Exact reproduction required: the lines below from the line with "let mut buildings" to the line with "let mut slots", both ends included, and no others.

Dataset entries
"""

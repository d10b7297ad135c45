//! Building → block → slot hierarchy and its deterministic generation.

use serde::{Deserialize, Serialize};

use granary_core::{DomainError, DomainResult, Missing};

use crate::configuration::LayoutConfiguration;
use crate::slot::{Slot, SlotAddress};

#[derive(Debug, Clone, PartialEq, Eq, Serialize, Deserialize)]
pub struct Block {
    label: String,
    rows: u32,
    cols: u32,
    slots: Vec<Slot>,
}

impl Block {
    pub fn label(&self) -> &str {
        &self.label
    }

    pub fn rows(&self) -> u32 {
        self.rows
    }

    pub fn cols(&self) -> u32 {
        self.cols
    }

    pub fn slots(&self) -> &[Slot] {
        &self.slots
    }
}

#[derive(Debug, Clone, PartialEq, Eq, Serialize, Deserialize)]
pub struct Building {
    label: String,
    blocks: Vec<Block>,
}

impl Building {
    pub fn label(&self) -> &str {
        &self.label
    }

    pub fn blocks(&self) -> &[Block] {
        &self.blocks
    }
}

/// A slot together with the labels of the building and block containing it.
#[derive(Debug, Clone, Copy)]
pub struct SlotRef<'a> {
    pub building: &'a Building,
    pub block: &'a Block,
    pub slot: &'a Slot,
}

impl SlotRef<'_> {
    pub fn address(&self) -> SlotAddress {
        SlotAddress::new(self.building.label(), self.block.label(), self.slot.label())
    }
}

/// The warehouse's slot grid, in layout order.
#[derive(Debug, Clone, Default, PartialEq, Eq, Serialize, Deserialize)]
#[serde(transparent)]
pub struct Layout {
    buildings: Vec<Building>,
}

/// Output of [`generate_layout`].
#[derive(Debug, Clone, PartialEq, Eq)]
pub struct GeneratedLayout {
    pub layout: Layout,
    pub total_slots: u32,
}

/// Validate `config`, then build its layout with every slot empty.
pub fn generate_layout(
    config: &LayoutConfiguration,
    slot_capacity: u32,
) -> DomainResult<GeneratedLayout> {
    config.validate()?;
    if slot_capacity == 0 {
        return Err(DomainError::invalid("slot capacity must be greater than zero"));
    }
    Ok(GeneratedLayout {
        layout: Layout::build(config, slot_capacity),
        total_slots: config.total_slots(),
    })
}

impl Layout {
    /// Build the grid for an already validated configuration.
    ///
    /// Block labels are drawn from one sequence across all buildings; slots
    /// are numbered row-major within their block.
    pub(crate) fn build(config: &LayoutConfiguration, slot_capacity: u32) -> Self {
        let mut labels = config.label_scheme.labels();
        let mut buildings = Vec::with_capacity(config.number_of_buildings as usize);

        for b in 1..=config.number_of_buildings {
            let mut blocks = Vec::with_capacity(config.blocks_per_building as usize);
            for _ in 0..config.blocks_per_building {
                let Some(block_label) = labels.next() else {
                    break;
                };
                let mut slots = Vec::with_capacity(config.slots_per_block() as usize);
                let mut number = 1u32;
                for row in 1..=config.rows_per_block {
                    for col in 1..=config.cols_per_block {
                        slots.push(Slot::new(
                            format!("{block_label}{number}"),
                            row,
                            col,
                            slot_capacity,
                        ));
                        number += 1;
                    }
                }
                blocks.push(Block {
                    label: block_label,
                    rows: config.rows_per_block,
                    cols: config.cols_per_block,
                    slots,
                });
            }
            buildings.push(Building {
                label: format!("Building {b}"),
                blocks,
            });
        }

        Self { buildings }
    }

    pub fn buildings(&self) -> &[Building] {
        &self.buildings
    }

    /// Every slot in layout order (building, block, row-major slot).
    pub fn slots(&self) -> impl Iterator<Item = SlotRef<'_>> {
        self.buildings.iter().flat_map(|building| {
            building.blocks.iter().flat_map(move |block| {
                block.slots.iter().map(move |slot| SlotRef {
                    building,
                    block,
                    slot,
                })
            })
        })
    }

    pub fn slot_count(&self) -> u32 {
        self.buildings
            .iter()
            .flat_map(|b| b.blocks.iter())
            .map(|bl| bl.slots.len() as u32)
            .sum()
    }

    /// Resolve `address` to the slot and its enclosing building and block.
    pub fn locate(&self, address: &SlotAddress) -> DomainResult<SlotRef<'_>> {
        let building = self
            .buildings
            .iter()
            .find(|b| b.label == address.building)
            .ok_or_else(|| missing_building(address))?;
        let block = building
            .blocks
            .iter()
            .find(|bl| bl.label == address.block)
            .ok_or_else(|| missing_block(address))?;
        let slot = block
            .slots
            .iter()
            .find(|s| s.label() == address.slot)
            .ok_or_else(|| missing_slot(address))?;
        Ok(SlotRef {
            building,
            block,
            slot,
        })
    }

    pub fn slot(&self, address: &SlotAddress) -> DomainResult<&Slot> {
        self.locate(address).map(|r| r.slot)
    }

    pub(crate) fn slot_mut(&mut self, address: &SlotAddress) -> DomainResult<&mut Slot> {
        let building = self
            .buildings
            .iter_mut()
            .find(|b| b.label == address.building)
            .ok_or_else(|| missing_building(address))?;
        let block = building
            .blocks
            .iter_mut()
            .find(|bl| bl.label == address.block)
            .ok_or_else(|| missing_block(address))?;
        block
            .slots
            .iter_mut()
            .find(|s| s.label() == address.slot)
            .ok_or_else(|| missing_slot(address))
    }

    /// Check every slot's counters.
    pub fn verify(&self) -> DomainResult<()> {
        self.slots().try_for_each(|r| r.slot.verify())
    }
}

fn missing_building(address: &SlotAddress) -> DomainError {
    DomainError::not_found(Missing::Building(address.building.clone()))
}

fn missing_block(address: &SlotAddress) -> DomainError {
    DomainError::not_found(Missing::Block {
        building: address.building.clone(),
        block: address.block.clone(),
    })
}

fn missing_slot(address: &SlotAddress) -> DomainError {
    DomainError::not_found(Missing::Slot {
        block: address.block.clone(),
        slot: address.slot.clone(),
    })
}

#[cfg(test)]
mod tests {
    use super::*;
    use crate::configuration::DEFAULT_SLOT_CAPACITY;
    use crate::labels::BlockLabelScheme;
    use crate::slot::SlotStatus;
    use proptest::prelude::*;
    use std::collections::HashSet;

    #[test]
    fn single_slot_warehouse() {
        let generated =
            generate_layout(&LayoutConfiguration::new(1, 1, 1, 1), DEFAULT_SLOT_CAPACITY).unwrap();

        assert_eq!(generated.total_slots, 1);
        let slots: Vec<_> = generated.layout.slots().collect();
        assert_eq!(slots.len(), 1);
        let only = slots[0];
        assert_eq!(only.building.label(), "Building 1");
        assert_eq!(only.block.label(), "A");
        assert_eq!(only.slot.label(), "A1");
        assert_eq!(only.slot.capacity(), 1500);
        assert_eq!(only.slot.filled_bags(), 0);
        assert_eq!(only.slot.status(), SlotStatus::Empty);
        assert!(!only.slot.is_occupied());
        assert!(only.slot.allocations().is_empty());
    }

    #[test]
    fn block_labels_continue_across_buildings() {
        let generated = generate_layout(&LayoutConfiguration::new(2, 2, 1, 1), 10).unwrap();
        let labels: Vec<(&str, &str)> = generated
            .layout
            .buildings()
            .iter()
            .flat_map(|b| b.blocks().iter().map(move |bl| (b.label(), bl.label())))
            .collect();

        assert_eq!(
            labels,
            vec![
                ("Building 1", "A"),
                ("Building 1", "B"),
                ("Building 2", "C"),
                ("Building 2", "D"),
            ]
        );
    }

    #[test]
    fn slots_are_numbered_row_major() {
        let generated = generate_layout(&LayoutConfiguration::new(1, 1, 2, 3), 10).unwrap();
        let cells: Vec<(String, u32, u32)> = generated
            .layout
            .slots()
            .map(|r| (r.slot.label().to_string(), r.slot.row(), r.slot.col()))
            .collect();

        assert_eq!(cells[0], ("A1".to_string(), 1, 1));
        assert_eq!(cells[2], ("A3".to_string(), 1, 3));
        assert_eq!(cells[3], ("A4".to_string(), 2, 1));
        assert_eq!(cells[5], ("A6".to_string(), 2, 3));
    }

    #[test]
    fn exhausted_alphabet_is_rejected_before_generation() {
        let err = generate_layout(&LayoutConfiguration::new(3, 9, 1, 1), 10).unwrap_err();
        assert_eq!(
            err,
            DomainError::LayoutExhausted {
                required: 27,
                available: 26
            }
        );
    }

    #[test]
    fn zero_capacity_is_rejected() {
        assert!(matches!(
            generate_layout(&LayoutConfiguration::new(1, 1, 1, 1), 0),
            Err(DomainError::InvalidArgument(_))
        ));
    }

    #[test]
    fn lookups_report_which_label_failed() {
        let layout = generate_layout(&LayoutConfiguration::new(1, 2, 2, 2), 10)
            .unwrap()
            .layout;

        assert!(layout.slot(&SlotAddress::new("Building 1", "B", "B4")).is_ok());
        assert_eq!(
            layout.slot(&SlotAddress::new("Building 9", "A", "A1")).unwrap_err(),
            DomainError::not_found(Missing::Building("Building 9".to_string()))
        );
        assert!(matches!(
            layout.slot(&SlotAddress::new("Building 1", "C", "C1")),
            Err(DomainError::NotFound(Missing::Block { .. }))
        ));
        assert!(matches!(
            layout.slot(&SlotAddress::new("Building 1", "A", "A5")),
            Err(DomainError::NotFound(Missing::Slot { .. }))
        ));
    }

    proptest! {
        #![proptest_config(ProptestConfig {
            cases: 128,
            ..ProptestConfig::default()
        })]

        /// Property: for every valid configuration the generated grid has
        /// totalSlots slots and no repeated block label.
        #[test]
        fn labels_are_unique_and_counts_match(
            buildings in 1u32..=10,
            blocks in 1u32..=26,
            rows in 1u32..=5,
            cols in 1u32..=5,
            multi_letter in any::<bool>()
        ) {
            let scheme = if multi_letter {
                BlockLabelScheme::MultiLetter
            } else {
                BlockLabelScheme::SingleLetter
            };
            let config = LayoutConfiguration::new(buildings, blocks, rows, cols)
                .with_label_scheme(scheme);

            match generate_layout(&config, 100) {
                Ok(generated) => {
                    prop_assert_eq!(generated.total_slots, buildings * blocks * rows * cols);
                    prop_assert_eq!(generated.layout.slot_count(), generated.total_slots);

                    let mut seen = HashSet::new();
                    for building in generated.layout.buildings() {
                        for block in building.blocks() {
                            prop_assert!(seen.insert(block.label().to_string()));
                        }
                    }
                }
                Err(err) => {
                    prop_assert!(!multi_letter && buildings * blocks > 26);
                    let is_exhausted = matches!(err, DomainError::LayoutExhausted { .. });
                    prop_assert!(is_exhausted);
                }
            }
        }
    }
}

"""

• [ANSWER BOX]:
        let mut buildings = Vec::with_capacity(config.number_of_buildings as usize);

        for b in 1..=config.number_of_buildings {
            let mut blocks = Vec::with_capacity(config.blocks_per_building as usize);
            for _ in 0..config.blocks_per_building {
                let Some(block_label) = labels.next() else {
                    break;
                };
                let mut slots = Vec::with_capacity(config.slots_per_block() as usize);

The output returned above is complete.